10 minutes after class ended I had several photo galleries and news clippings about the currents workers strike just sitting there on twitter waiting for me.
So I used Storify to gather together the best of my student’s work for the regional geography, and publish it on both “Storify” and Scoop.it while tweeting the link to my network. This is more that just a glorified refridgator magnet to show off my students work like a proud papa. This is vital to the ideological underpinnings of the social media classroom as I’ve conceived of it. Students are NOT attending my courses simply to receive knowledge from me. Nor are they there to synthesize information that they have receive to evaluate it. I am working to ensure that my students have the skills, content and platform to become producers of knowledge. Gone are the days when I assign a project with an intended audience of one.

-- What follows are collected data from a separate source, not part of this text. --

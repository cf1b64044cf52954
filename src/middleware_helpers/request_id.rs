use crate::tracing::RequestId;
use axum::{
    extract::Request,
    http::{header::HeaderName, HeaderValue},
    middleware::Next,
    response::Response,
};

/// Header carrying the request id in both directions
pub const REQUEST_ID_HEADER: &str = "x-request-id";

fn header_value(request_id: &RequestId) -> Option<HeaderValue> {
    HeaderValue::from_str(request_id.as_str()).ok()
}

/// Accepts an incoming `x-request-id` (or mints one), exposes it to handlers as an
/// extension and to error bodies through the task-local, and echoes it back.
pub async fn request_id_middleware(mut request: Request, next: Next) -> Response {
    let request_id = request
        .headers()
        .get(REQUEST_ID_HEADER)
        .and_then(|v| v.to_str().ok())
        .map(RequestId::new)
        .unwrap_or_default();

    if let Some(value) = header_value(&request_id) {
        request
            .headers_mut()
            .insert(HeaderName::from_static(REQUEST_ID_HEADER), value);
    }
    request.extensions_mut().insert(request_id.clone());

    let mut response = crate::tracing::scope_request_id(request_id.clone(), async move {
        next.run(request).await
    })
    .await;

    if let Some(value) = header_value(&request_id) {
        response
            .headers_mut()
            .insert(HeaderName::from_static(REQUEST_ID_HEADER), value);
    }

    response
}

#[cfg(test)]
mod tests {
    use super::*;
    use axum::{
        body::{to_bytes, Body},
        extract::Extension,
        http::{Request as HttpRequest, StatusCode},
        routing::get,
        Router,
    };
    use tower::ServiceExt;

    async fn echo_request_id(Extension(request_id): Extension<RequestId>) -> (StatusCode, String) {
        (StatusCode::OK, request_id.to_string())
    }

    fn app() -> Router {
        Router::new()
            .route("/", get(echo_request_id))
            .layer(axum::middleware::from_fn(request_id_middleware))
    }

    #[tokio::test]
    async fn generates_request_id_when_missing() {
        let response = app()
            .oneshot(HttpRequest::builder().uri("/").body(Body::empty()).unwrap())
            .await
            .unwrap();

        let header = response
            .headers()
            .get(REQUEST_ID_HEADER)
            .and_then(|v| v.to_str().ok())
            .map(str::to_owned)
            .unwrap();
        let body = to_bytes(response.into_body(), usize::MAX).await.unwrap();
        assert_eq!(String::from_utf8(body.to_vec()).unwrap(), header);
    }

    #[tokio::test]
    async fn propagates_incoming_request_id() {
        let response = app()
            .oneshot(
                HttpRequest::builder()
                    .uri("/")
                    .header(REQUEST_ID_HEADER, "order-intake-42")
                    .body(Body::empty())
                    .unwrap(),
            )
            .await
            .unwrap();

        assert_eq!(
            response.headers().get(REQUEST_ID_HEADER).unwrap(),
            "order-intake-42"
        );
    }
}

My site has spawned numerous ‘Geography Education’ sites on scoop.it and GEOGRAPHY is disproportionately represented on the site. All of these sites are referencing my material. My initial gut instinct was to say “you’re copying me!” Seeing these as a modern version of a publishing citation, I’m glad to see that others are finding the material useful, and the format inspiring.

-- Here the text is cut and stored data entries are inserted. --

use super::{Align, ReportDocument};
use crate::errors::ServiceError;
use rust_xlsxwriter::{Format, FormatAlign, Workbook, XlsxError};

const MAX_SHEET_NAME: usize = 31;
const MAX_COLUMN_WIDTH: usize = 60;

impl From<XlsxError> for ServiceError {
    fn from(err: XlsxError) -> Self {
        ServiceError::ExportError(format!("spreadsheet rendering failed: {}", err))
    }
}

/// Worksheet names may not contain `[]:*?/\` and are limited to 31 characters.
fn sheet_name(title: &str) -> String {
    let cleaned: String = title
        .chars()
        .filter(|c| !matches!(c, '[' | ']' | ':' | '*' | '?' | '/' | '\\'))
        .take(MAX_SHEET_NAME)
        .collect();
    let cleaned = cleaned.trim().to_string();
    if cleaned.is_empty() {
        "Report".to_string()
    } else {
        cleaned
    }
}

fn column_width(doc: &ReportDocument, index: usize) -> f64 {
    let widest = doc
        .rows
        .iter()
        .filter_map(|row| row.get(index))
        .map(|cell| cell.chars().count())
        .chain(std::iter::once(doc.columns[index].header.chars().count()))
        .max()
        .unwrap_or(8);
    (widest.clamp(8, MAX_COLUMN_WIDTH) + 2) as f64
}

/// Renders the document as a single-sheet workbook.
pub fn render_xlsx(doc: &ReportDocument) -> Result<Vec<u8>, ServiceError> {
    let mut workbook = Workbook::new();
    let title_format = Format::new().set_bold().set_font_size(14);
    let bold = Format::new().set_bold();
    let header_format = Format::new()
        .set_bold()
        .set_background_color(0xD9E1F2)
        .set_border_bottom(rust_xlsxwriter::FormatBorder::Thin);
    let right = Format::new().set_align(FormatAlign::Right);

    let sheet = workbook.add_worksheet();
    sheet.set_name(sheet_name(&doc.title))?;

    let mut row: u32 = 0;
    sheet.write_string_with_format(row, 0, &doc.title, &title_format)?;
    row += 1;
    if let Some(subtitle) = &doc.subtitle {
        sheet.write_string(row, 0, subtitle)?;
        row += 1;
    }
    sheet.write_string(
        row,
        0,
        format!("Generated {}", doc.generated_at.format("%Y-%m-%d %H:%M UTC")),
    )?;
    row += 2;

    for (label, value) in &doc.summary {
        sheet.write_string_with_format(row, 0, label, &bold)?;
        sheet.write_string(row, 1, value)?;
        row += 1;
    }
    if !doc.summary.is_empty() {
        row += 1;
    }

    let header_row = row;
    for (col, column) in doc.columns.iter().enumerate() {
        let col = col as u16;
        sheet.write_string_with_format(header_row, col, &column.header, &header_format)?;
    }
    row += 1;

    for cells in &doc.rows {
        for (col, (cell, column)) in cells.iter().zip(&doc.columns).enumerate() {
            let col = col as u16;
            match (column.align, cell.parse::<f64>()) {
                (Align::Right, Ok(number)) => {
                    sheet.write_number(row, col, number)?;
                }
                (Align::Right, Err(_)) => {
                    sheet.write_string_with_format(row, col, cell, &right)?;
                }
                (Align::Left, _) => {
                    sheet.write_string(row, col, cell)?;
                }
            }
        }
        row += 1;
    }

    if !doc.totals.is_empty() {
        row += 1;
        let label_col = doc.columns.len().saturating_sub(2) as u16;
        let value_col = doc.columns.len().saturating_sub(1) as u16;
        for (label, value) in &doc.totals {
            sheet.write_string_with_format(row, label_col, label, &bold)?;
            match value.parse::<f64>() {
                Ok(number) => sheet.write_number_with_format(row, value_col, number, &bold)?,
                Err(_) => sheet.write_string_with_format(row, value_col, value, &bold)?,
            };
            row += 1;
        }
    }

    for col in 0..doc.columns.len() {
        sheet.set_column_width(col as u16, column_width(doc, col))?;
    }
    sheet.set_freeze_panes(header_row + 1, 0)?;

    Ok(workbook.save_to_buffer()?)
}

#[cfg(test)]
mod tests {
    use super::*;

    #[test]
    fn sheet_names_are_sanitized() {
        assert_eq!(sheet_name("Orders: 2024/05"), "Orders 202405");
        assert_eq!(sheet_name("[]"), "Report");
        assert_eq!(sheet_name(&"a".repeat(40)).len(), MAX_SHEET_NAME);
    }

    #[test]
    fn column_width_tracks_longest_cell() {
        let doc = super::super::tests::sample_document();
        assert_eq!(column_width(&doc, 0), 14.0);
        assert_eq!(column_width(&doc, 2), 10.0);
    }

    #[test]
    fn renders_workbook_with_totals() {
        let doc = super::super::tests::sample_document();
        let bytes = render_xlsx(&doc).unwrap();
        assert!(bytes.starts_with(b"PK"));
    }
}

Another aspect of Social Media Classroom is the enormous potential for Service Learning to integrate learning into producing usable knowledge that benefits others. Our knowledge is only helpful when it is shared. Through social media channels I became affiliated with this organization that shares an educational philosophy grounded in service. Once the walls of the classroom are kicked down,
Rhode Island College’s Study Abroad program was the first beneficiary of this service learning program. This was an introductory GIS class with no mapping skills and their first assignment is going to go on the school’s website? There were some standardized tutorials that the could have received, but this was the assignment were they cut their teeth and truly immersed themselves into the project. Again, this isn’t just some ‘fluff piece’ since they are emotionally invested because others are relying on them. Simply put: they cared.